Task data:
■ ■ ■

//! Document representation, field mutations, and query descriptors
//!
//! A document is a flat map of named JSON fields. The field-level mutation
//! helpers here define the semantics shared by every backend: array fields
//! behave as sets, numeric increments treat a missing field as zero.

use super::errors::{StoreError, StoreResult};
use serde::de::DeserializeOwned;
use serde::Serialize;
use serde_json::{Map, Value};
use std::cmp::Ordering;

/// A stored document: named JSON fields
pub type Fields = Map<String, Value>;

/// Serialize a domain value into document fields
pub fn to_fields<T: Serialize>(value: &T) -> StoreResult<Fields> {
    match serde_json::to_value(value)? {
        Value::Object(map) => Ok(map),
        other => Err(StoreError::Serialization(format!(
            "expected a JSON object, got {}",
            type_name(&other)
        ))),
    }
}

/// Deserialize document fields into a domain value
pub fn from_fields<T: DeserializeOwned>(fields: Fields) -> StoreResult<T> {
    Ok(serde_json::from_value(Value::Object(fields))?)
}

fn type_name(value: &Value) -> &'static str {
    match value {
        Value::Null => "null",
        Value::Bool(_) => "bool",
        Value::Number(_) => "number",
        Value::String(_) => "string",
        Value::Array(_) => "array",
        Value::Object(_) => "object",
    }
}

/// Merge `incoming` into `doc`, replacing top-level fields
pub(crate) fn merge_fields(doc: &mut Fields, incoming: Fields) {
    for (key, value) in incoming {
        doc.insert(key, value);
    }
}

/// Add `value` to an array field with set semantics; creates the field
/// (and replaces a non-array value) if needed
pub(crate) fn array_add_field(doc: &mut Fields, field: &str, value: Value) {
    match doc.get_mut(field) {
        Some(Value::Array(items)) => {
            if !items.contains(&value) {
                items.push(value);
            }
        }
        _ => {
            doc.insert(field.to_string(), Value::Array(vec![value]));
        }
    }
}

/// Remove every occurrence of `value` from an array field; idempotent
pub(crate) fn array_remove_field(doc: &mut Fields, field: &str, value: &Value) {
    if let Some(Value::Array(items)) = doc.get_mut(field) {
        items.retain(|item| item != value);
    }
}

/// Add `delta` to a numeric field, treating a missing field as zero
pub(crate) fn increment_field(doc: &mut Fields, field: &str, delta: i64) {
    let current = doc.get(field).and_then(Value::as_i64).unwrap_or(0);
    doc.insert(field.to_string(), Value::from(current + delta));
}

/// Filter for [`DocumentStore::query`](super::DocumentStore::query)
#[derive(Debug, Clone, PartialEq)]
pub enum Filter {
    /// Every document in the collection
    All,
    /// Field equals the given value
    Eq { field: String, value: Value },
    /// Array field contains the given value
    ArrayContains { field: String, value: Value },
}

impl Filter {
    pub fn eq(field: &str, value: Value) -> Self {
        Filter::Eq {
            field: field.to_string(),
            value,
        }
    }

    pub fn array_contains(field: &str, value: Value) -> Self {
        Filter::ArrayContains {
            field: field.to_string(),
            value,
        }
    }

    /// Whether a document's fields satisfy this filter
    pub fn matches(&self, fields: &Fields) -> bool {
        match self {
            Filter::All => true,
            Filter::Eq { field, value } => fields.get(field) == Some(value),
            Filter::ArrayContains { field, value } => fields
                .get(field)
                .and_then(Value::as_array)
                .map(|items| items.contains(value))
                .unwrap_or(false),
        }
    }
}

/// Sort direction for query results
#[derive(Debug, Clone, Copy, PartialEq, Eq)]
pub enum Direction {
    Ascending,
    Descending,
}

/// Ordering descriptor for query results
#[derive(Debug, Clone)]
pub struct OrderBy {
    pub field: String,
    pub direction: Direction,
}

impl OrderBy {
    pub fn asc(field: &str) -> Self {
        OrderBy {
            field: field.to_string(),
            direction: Direction::Ascending,
        }
    }

    pub fn desc(field: &str) -> Self {
        OrderBy {
            field: field.to_string(),
            direction: Direction::Descending,
        }
    }

    /// Compare two documents by the ordering field; documents missing the
    /// field sort before documents that have it
    pub fn compare(&self, a: &Fields, b: &Fields) -> Ordering {
        let ord = compare_values(a.get(&self.field), b.get(&self.field));
        match self.direction {
            Direction::Ascending => ord,
            Direction::Descending => ord.reverse(),
        }
    }
}

fn compare_values(a: Option<&Value>, b: Option<&Value>) -> Ordering {
    match (a, b) {
        (None, None) => Ordering::Equal,
        (None, Some(_)) => Ordering::Less,
        (Some(_), None) => Ordering::Greater,
        (Some(Value::Number(x)), Some(Value::Number(y))) => x
            .as_f64()
            .partial_cmp(&y.as_f64())
            .unwrap_or(Ordering::Equal),
        (Some(Value::String(x)), Some(Value::String(y))) => x.cmp(y),
        // mixed or non-orderable types keep their relative position
        _ => Ordering::Equal,
    }
}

■ ■ ■

Your goal:
Your reply should consist of one number: how many lines in the entries contain the string "items".

Exercise output:
6